Stored dataset items
——
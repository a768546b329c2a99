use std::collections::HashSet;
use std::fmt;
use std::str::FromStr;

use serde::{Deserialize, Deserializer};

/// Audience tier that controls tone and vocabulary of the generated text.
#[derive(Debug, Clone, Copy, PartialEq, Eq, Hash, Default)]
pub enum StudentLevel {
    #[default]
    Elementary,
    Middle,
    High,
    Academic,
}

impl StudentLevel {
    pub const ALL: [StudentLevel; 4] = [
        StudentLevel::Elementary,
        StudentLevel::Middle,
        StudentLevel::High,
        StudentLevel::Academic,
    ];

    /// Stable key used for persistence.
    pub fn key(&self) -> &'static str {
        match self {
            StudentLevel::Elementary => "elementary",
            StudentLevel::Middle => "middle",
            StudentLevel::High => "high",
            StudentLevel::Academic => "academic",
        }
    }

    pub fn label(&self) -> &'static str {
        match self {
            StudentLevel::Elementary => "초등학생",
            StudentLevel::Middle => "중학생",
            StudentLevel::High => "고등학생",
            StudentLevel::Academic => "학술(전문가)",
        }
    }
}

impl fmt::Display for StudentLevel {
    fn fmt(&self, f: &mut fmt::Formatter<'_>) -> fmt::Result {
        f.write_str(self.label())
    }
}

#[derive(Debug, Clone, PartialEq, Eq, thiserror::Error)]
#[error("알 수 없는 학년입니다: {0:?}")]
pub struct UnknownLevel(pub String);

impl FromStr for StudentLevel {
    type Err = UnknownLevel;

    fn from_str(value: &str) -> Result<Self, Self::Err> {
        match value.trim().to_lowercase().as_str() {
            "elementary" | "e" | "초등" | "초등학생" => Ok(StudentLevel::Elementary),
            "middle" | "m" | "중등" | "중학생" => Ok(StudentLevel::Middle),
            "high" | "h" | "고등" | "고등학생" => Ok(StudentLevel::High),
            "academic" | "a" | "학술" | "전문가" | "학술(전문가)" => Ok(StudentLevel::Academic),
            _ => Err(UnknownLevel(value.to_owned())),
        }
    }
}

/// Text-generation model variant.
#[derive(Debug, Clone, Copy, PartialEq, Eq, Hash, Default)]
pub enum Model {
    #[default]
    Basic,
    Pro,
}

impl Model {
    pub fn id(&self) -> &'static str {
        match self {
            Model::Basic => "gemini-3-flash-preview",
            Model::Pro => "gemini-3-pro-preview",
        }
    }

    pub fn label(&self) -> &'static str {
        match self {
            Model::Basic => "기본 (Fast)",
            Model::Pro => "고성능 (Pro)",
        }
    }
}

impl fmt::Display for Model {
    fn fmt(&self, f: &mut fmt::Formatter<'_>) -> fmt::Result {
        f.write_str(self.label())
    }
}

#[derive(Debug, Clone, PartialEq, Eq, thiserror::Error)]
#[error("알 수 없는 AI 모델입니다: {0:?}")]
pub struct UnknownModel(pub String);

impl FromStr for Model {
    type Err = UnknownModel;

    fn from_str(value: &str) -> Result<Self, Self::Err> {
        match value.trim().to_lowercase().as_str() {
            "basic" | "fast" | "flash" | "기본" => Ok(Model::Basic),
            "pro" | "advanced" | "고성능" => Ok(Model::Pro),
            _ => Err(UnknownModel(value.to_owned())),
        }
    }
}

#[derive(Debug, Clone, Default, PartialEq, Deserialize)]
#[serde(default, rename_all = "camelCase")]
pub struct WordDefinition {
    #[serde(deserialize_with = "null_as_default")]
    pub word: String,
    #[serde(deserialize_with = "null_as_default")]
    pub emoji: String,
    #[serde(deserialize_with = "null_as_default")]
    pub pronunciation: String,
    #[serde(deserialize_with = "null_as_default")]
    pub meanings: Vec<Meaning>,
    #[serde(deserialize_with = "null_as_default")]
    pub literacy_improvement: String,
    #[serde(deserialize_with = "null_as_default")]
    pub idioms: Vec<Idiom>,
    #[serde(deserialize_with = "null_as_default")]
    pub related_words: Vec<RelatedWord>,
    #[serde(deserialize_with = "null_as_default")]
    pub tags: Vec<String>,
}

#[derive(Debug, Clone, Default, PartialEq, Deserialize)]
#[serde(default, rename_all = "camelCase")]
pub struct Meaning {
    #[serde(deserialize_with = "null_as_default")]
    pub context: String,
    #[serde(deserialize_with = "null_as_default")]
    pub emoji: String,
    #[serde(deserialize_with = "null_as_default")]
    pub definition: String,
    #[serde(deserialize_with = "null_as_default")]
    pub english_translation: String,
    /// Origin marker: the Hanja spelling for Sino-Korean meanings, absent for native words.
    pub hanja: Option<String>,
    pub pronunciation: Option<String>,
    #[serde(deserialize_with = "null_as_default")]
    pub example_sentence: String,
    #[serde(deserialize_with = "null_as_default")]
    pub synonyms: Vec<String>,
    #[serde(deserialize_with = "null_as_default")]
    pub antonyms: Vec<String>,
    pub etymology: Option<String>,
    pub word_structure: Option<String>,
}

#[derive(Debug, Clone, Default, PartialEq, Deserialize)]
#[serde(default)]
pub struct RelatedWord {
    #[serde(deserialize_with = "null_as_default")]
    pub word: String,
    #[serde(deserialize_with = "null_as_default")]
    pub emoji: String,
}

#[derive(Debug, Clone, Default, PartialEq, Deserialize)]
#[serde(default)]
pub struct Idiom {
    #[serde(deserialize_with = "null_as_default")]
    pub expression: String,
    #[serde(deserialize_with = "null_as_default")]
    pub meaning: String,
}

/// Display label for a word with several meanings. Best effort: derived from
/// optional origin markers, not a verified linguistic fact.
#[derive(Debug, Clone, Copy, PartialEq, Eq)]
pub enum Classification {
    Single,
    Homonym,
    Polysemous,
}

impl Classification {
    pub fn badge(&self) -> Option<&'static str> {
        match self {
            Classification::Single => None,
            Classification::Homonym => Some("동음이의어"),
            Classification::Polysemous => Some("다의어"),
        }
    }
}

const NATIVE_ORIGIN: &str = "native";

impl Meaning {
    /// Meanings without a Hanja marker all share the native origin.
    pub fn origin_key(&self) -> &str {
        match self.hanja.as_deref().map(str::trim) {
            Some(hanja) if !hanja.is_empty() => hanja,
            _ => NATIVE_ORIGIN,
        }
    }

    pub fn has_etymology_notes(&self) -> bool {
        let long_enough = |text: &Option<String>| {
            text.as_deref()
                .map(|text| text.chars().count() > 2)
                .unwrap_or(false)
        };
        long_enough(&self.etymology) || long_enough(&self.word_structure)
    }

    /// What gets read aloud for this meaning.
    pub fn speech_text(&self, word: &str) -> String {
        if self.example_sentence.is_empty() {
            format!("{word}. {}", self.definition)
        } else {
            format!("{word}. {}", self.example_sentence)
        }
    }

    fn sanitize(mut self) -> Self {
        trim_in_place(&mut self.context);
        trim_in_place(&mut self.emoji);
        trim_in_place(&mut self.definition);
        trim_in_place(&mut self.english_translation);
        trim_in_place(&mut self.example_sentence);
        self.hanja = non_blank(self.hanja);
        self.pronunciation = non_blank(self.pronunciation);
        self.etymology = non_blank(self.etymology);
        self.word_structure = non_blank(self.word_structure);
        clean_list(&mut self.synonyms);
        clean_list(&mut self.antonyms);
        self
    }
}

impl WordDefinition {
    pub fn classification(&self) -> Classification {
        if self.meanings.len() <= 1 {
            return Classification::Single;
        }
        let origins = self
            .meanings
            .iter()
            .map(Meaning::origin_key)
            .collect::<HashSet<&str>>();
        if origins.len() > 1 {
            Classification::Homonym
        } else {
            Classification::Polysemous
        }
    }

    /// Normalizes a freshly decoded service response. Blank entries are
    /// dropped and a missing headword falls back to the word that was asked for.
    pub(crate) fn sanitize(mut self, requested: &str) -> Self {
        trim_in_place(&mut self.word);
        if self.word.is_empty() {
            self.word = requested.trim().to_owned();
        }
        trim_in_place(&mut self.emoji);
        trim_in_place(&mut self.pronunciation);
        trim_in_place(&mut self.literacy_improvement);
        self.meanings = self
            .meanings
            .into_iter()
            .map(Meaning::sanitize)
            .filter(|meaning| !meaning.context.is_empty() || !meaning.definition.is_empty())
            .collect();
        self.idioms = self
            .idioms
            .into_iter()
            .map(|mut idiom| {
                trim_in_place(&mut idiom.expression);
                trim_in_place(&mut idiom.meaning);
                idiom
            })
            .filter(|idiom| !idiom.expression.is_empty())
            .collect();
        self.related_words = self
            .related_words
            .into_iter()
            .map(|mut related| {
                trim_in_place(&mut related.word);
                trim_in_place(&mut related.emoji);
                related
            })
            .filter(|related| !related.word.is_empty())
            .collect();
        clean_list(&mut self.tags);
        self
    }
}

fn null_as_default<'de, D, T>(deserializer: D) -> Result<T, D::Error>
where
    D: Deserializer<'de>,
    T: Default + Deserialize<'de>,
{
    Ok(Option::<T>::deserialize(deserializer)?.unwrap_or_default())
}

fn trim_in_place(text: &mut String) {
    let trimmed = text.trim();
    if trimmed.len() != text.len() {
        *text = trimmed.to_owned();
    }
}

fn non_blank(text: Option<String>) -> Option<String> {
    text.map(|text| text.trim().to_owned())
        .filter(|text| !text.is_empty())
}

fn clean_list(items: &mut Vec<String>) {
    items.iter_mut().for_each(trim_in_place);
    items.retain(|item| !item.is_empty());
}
——
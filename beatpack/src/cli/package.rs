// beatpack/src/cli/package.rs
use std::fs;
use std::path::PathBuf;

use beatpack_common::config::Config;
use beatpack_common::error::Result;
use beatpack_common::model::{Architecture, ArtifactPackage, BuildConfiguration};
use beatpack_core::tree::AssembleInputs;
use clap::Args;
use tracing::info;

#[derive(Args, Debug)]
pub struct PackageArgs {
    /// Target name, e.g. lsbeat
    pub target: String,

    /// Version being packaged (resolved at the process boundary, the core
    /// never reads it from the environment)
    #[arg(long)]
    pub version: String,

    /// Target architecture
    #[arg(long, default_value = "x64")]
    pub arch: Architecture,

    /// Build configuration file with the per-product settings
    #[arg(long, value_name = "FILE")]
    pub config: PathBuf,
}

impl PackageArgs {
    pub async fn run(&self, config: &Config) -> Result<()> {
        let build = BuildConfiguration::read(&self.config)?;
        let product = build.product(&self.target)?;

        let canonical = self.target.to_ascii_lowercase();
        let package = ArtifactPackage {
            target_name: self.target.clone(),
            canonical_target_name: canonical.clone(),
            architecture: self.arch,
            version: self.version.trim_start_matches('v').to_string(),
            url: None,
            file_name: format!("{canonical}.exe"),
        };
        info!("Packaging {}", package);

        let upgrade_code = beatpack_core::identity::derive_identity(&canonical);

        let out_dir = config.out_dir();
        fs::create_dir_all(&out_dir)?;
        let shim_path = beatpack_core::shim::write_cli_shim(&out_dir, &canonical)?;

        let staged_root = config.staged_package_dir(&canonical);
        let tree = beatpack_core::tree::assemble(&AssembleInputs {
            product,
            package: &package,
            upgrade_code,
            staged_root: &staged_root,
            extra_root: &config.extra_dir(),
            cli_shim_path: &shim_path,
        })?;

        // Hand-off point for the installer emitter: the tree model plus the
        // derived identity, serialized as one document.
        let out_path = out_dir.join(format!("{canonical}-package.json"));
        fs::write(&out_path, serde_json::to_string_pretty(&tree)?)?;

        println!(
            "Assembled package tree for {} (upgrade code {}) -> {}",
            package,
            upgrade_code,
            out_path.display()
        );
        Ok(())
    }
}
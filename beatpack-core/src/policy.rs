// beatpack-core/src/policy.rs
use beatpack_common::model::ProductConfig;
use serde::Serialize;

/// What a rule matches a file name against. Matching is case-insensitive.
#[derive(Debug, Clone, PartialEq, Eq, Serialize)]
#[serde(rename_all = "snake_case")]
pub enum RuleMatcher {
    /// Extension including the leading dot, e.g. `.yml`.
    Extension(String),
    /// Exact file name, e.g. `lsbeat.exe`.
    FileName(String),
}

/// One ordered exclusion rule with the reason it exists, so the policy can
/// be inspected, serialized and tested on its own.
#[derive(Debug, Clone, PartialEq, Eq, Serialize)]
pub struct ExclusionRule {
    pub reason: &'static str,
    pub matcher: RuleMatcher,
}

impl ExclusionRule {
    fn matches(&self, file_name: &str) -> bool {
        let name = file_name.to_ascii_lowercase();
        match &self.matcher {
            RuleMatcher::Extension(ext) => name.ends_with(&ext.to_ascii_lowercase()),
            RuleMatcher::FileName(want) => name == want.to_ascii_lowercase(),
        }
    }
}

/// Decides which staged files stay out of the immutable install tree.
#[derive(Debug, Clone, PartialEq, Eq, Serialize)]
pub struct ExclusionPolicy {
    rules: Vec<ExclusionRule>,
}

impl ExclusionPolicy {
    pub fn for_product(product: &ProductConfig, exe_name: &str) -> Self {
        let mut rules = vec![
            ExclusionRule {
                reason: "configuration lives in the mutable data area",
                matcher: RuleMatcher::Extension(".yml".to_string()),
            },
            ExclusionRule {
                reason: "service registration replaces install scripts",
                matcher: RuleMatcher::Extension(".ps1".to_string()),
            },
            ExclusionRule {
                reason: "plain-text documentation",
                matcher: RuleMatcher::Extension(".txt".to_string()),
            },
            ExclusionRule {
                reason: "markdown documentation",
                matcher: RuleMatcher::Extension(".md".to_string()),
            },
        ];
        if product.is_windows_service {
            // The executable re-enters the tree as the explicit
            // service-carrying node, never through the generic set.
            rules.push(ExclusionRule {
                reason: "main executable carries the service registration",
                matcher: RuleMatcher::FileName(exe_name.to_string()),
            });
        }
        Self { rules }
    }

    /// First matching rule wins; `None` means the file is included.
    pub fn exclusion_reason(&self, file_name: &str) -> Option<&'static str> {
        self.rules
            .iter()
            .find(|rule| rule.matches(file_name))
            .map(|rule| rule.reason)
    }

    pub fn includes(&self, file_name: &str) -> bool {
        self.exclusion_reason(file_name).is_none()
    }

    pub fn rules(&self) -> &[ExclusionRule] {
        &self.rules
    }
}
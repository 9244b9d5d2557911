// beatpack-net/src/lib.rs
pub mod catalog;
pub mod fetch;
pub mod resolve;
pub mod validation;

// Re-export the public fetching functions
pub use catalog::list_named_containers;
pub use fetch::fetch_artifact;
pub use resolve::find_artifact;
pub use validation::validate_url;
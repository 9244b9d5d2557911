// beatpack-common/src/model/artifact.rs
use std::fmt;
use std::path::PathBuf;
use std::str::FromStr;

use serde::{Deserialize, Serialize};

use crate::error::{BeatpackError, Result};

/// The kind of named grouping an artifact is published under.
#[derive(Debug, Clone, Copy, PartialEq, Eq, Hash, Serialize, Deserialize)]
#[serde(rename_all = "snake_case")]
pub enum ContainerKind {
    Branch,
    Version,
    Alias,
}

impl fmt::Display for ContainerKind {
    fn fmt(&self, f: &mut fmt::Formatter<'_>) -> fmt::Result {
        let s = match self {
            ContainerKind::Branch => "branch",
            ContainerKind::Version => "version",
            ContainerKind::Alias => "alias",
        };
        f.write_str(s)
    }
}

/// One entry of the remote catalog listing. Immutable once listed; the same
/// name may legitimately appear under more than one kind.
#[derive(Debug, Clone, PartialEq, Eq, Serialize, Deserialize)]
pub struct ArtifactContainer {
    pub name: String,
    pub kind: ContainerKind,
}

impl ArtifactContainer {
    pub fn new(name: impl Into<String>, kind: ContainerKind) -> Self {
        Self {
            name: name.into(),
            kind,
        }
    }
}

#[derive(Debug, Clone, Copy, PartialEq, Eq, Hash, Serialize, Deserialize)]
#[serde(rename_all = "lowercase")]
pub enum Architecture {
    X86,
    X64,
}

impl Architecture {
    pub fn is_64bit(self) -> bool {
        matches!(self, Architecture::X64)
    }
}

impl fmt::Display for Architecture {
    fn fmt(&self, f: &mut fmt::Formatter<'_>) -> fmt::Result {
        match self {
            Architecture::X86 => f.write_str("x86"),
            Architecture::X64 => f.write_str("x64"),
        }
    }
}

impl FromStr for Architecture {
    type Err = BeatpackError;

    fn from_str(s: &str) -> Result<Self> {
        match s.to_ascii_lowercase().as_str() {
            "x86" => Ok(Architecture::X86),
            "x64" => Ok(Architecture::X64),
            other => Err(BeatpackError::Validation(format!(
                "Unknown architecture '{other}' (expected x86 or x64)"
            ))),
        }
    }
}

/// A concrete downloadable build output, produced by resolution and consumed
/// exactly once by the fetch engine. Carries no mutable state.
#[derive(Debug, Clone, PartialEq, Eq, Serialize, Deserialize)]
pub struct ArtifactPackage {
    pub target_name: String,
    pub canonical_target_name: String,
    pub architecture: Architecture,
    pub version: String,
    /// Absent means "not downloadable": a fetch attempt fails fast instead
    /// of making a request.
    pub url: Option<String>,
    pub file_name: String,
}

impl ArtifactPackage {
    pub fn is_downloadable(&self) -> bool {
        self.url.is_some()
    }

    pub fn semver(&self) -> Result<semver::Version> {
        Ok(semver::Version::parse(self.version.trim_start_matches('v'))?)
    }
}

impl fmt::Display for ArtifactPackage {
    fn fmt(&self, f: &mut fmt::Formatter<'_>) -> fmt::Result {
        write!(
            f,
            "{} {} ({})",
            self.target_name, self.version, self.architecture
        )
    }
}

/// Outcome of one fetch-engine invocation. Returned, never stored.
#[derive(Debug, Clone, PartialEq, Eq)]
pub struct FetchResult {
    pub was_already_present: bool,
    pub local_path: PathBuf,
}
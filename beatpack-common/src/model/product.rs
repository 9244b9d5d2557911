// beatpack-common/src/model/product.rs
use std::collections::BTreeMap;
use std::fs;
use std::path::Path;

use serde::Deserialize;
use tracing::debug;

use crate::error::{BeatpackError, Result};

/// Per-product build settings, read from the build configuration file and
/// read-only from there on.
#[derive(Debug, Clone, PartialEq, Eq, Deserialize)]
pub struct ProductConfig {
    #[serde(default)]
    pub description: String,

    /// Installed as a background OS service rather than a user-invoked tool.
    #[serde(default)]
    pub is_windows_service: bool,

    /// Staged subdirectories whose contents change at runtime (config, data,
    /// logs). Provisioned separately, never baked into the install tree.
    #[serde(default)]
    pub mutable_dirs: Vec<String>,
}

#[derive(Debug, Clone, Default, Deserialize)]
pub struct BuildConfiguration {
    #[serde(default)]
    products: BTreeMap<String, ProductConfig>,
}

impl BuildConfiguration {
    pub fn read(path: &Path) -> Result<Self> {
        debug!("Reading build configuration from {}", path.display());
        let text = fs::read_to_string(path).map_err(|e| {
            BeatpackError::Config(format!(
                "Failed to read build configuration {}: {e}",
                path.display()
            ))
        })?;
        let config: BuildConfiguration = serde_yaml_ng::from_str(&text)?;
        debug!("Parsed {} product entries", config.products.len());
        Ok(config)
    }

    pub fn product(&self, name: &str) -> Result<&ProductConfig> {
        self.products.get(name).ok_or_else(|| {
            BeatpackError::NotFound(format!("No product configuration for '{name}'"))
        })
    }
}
——
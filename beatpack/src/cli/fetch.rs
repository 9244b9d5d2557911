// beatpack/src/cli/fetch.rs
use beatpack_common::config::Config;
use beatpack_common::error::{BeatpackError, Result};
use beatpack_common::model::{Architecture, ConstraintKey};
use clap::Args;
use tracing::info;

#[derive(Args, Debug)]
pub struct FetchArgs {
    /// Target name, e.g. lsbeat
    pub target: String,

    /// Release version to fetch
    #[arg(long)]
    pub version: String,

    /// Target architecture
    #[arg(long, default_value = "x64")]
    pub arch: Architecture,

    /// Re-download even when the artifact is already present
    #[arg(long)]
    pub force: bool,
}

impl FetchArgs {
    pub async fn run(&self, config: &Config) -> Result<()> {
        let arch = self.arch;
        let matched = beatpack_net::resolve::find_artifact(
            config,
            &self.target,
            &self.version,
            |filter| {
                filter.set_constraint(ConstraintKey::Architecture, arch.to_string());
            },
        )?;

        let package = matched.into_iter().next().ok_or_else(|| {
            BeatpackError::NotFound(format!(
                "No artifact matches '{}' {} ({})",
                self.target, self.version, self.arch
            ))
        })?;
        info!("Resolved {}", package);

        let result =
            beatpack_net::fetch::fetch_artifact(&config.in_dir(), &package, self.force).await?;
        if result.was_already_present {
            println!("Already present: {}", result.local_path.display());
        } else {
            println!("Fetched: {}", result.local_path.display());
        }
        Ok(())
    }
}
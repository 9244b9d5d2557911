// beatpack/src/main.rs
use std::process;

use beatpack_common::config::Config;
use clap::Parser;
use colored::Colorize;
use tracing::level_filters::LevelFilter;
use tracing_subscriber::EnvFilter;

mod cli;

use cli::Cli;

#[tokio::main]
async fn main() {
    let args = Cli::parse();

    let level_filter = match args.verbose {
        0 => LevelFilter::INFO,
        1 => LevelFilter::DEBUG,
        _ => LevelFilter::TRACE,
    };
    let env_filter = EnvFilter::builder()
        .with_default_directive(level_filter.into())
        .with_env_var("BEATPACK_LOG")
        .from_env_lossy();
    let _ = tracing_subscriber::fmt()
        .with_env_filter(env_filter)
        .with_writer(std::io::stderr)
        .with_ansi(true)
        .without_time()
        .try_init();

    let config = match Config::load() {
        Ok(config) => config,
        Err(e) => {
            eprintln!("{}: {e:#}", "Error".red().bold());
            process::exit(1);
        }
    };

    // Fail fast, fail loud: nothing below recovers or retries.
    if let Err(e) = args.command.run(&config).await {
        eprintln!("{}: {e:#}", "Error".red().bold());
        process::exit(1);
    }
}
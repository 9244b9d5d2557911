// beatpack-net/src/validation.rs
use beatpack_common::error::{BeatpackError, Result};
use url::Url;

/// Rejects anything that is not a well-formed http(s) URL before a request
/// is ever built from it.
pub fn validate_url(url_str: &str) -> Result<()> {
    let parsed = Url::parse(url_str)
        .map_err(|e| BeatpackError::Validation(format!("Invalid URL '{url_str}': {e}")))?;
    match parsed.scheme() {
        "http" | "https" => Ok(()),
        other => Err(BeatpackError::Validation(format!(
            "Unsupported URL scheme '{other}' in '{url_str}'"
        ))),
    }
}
——
Wherever the string "BuildConfiguration" appears in a line of the records above, copy that line.

use beatpack_common::model::{Architecture, ArtifactPackage, BuildConfiguration};
        let build = BuildConfiguration::read(&self.config)?;
pub struct BuildConfiguration {
impl BuildConfiguration {
        let config: BuildConfiguration = serde_yaml_ng::from_str(&text)?;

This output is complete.